Collection entries:
——————————

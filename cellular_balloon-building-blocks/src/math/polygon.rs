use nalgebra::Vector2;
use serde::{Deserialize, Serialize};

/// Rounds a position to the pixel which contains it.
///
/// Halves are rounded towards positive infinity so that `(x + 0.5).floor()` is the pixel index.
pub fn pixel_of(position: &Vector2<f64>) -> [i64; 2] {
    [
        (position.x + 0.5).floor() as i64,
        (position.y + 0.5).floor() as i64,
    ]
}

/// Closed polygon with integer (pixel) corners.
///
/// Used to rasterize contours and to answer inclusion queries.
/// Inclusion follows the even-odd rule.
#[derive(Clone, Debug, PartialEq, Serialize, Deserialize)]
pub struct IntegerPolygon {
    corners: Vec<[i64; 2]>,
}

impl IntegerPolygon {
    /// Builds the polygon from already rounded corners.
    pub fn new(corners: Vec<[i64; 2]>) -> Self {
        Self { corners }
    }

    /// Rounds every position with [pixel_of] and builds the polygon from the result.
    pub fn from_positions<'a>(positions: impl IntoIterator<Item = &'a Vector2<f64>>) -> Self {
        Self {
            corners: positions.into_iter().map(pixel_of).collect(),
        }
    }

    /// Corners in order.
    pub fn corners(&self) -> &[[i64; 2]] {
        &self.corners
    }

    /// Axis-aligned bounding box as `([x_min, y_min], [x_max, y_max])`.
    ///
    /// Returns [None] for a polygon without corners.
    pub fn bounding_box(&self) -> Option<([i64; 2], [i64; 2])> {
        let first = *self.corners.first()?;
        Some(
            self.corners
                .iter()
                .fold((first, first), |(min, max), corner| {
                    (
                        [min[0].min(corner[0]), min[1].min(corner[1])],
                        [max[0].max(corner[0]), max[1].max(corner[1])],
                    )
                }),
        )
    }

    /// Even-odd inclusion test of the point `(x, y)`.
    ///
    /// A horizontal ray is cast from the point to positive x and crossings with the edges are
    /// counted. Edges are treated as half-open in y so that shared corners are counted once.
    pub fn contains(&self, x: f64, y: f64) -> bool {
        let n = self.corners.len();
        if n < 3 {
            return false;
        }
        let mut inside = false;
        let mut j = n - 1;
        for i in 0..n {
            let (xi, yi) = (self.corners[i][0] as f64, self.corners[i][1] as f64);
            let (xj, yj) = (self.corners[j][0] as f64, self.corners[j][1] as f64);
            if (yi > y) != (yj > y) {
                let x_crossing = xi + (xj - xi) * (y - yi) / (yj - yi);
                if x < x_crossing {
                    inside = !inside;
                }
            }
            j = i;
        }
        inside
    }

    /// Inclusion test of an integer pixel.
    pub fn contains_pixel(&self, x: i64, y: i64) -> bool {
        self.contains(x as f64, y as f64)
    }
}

——————————

#### What is required
Your answer should consist of all lines above that include the string "impl".

#### Response to the exercise
impl IntegerPolygon {
    pub fn from_positions<'a>(positions: impl IntoIterator<Item = &'a Vector2<f64>>) -> Self {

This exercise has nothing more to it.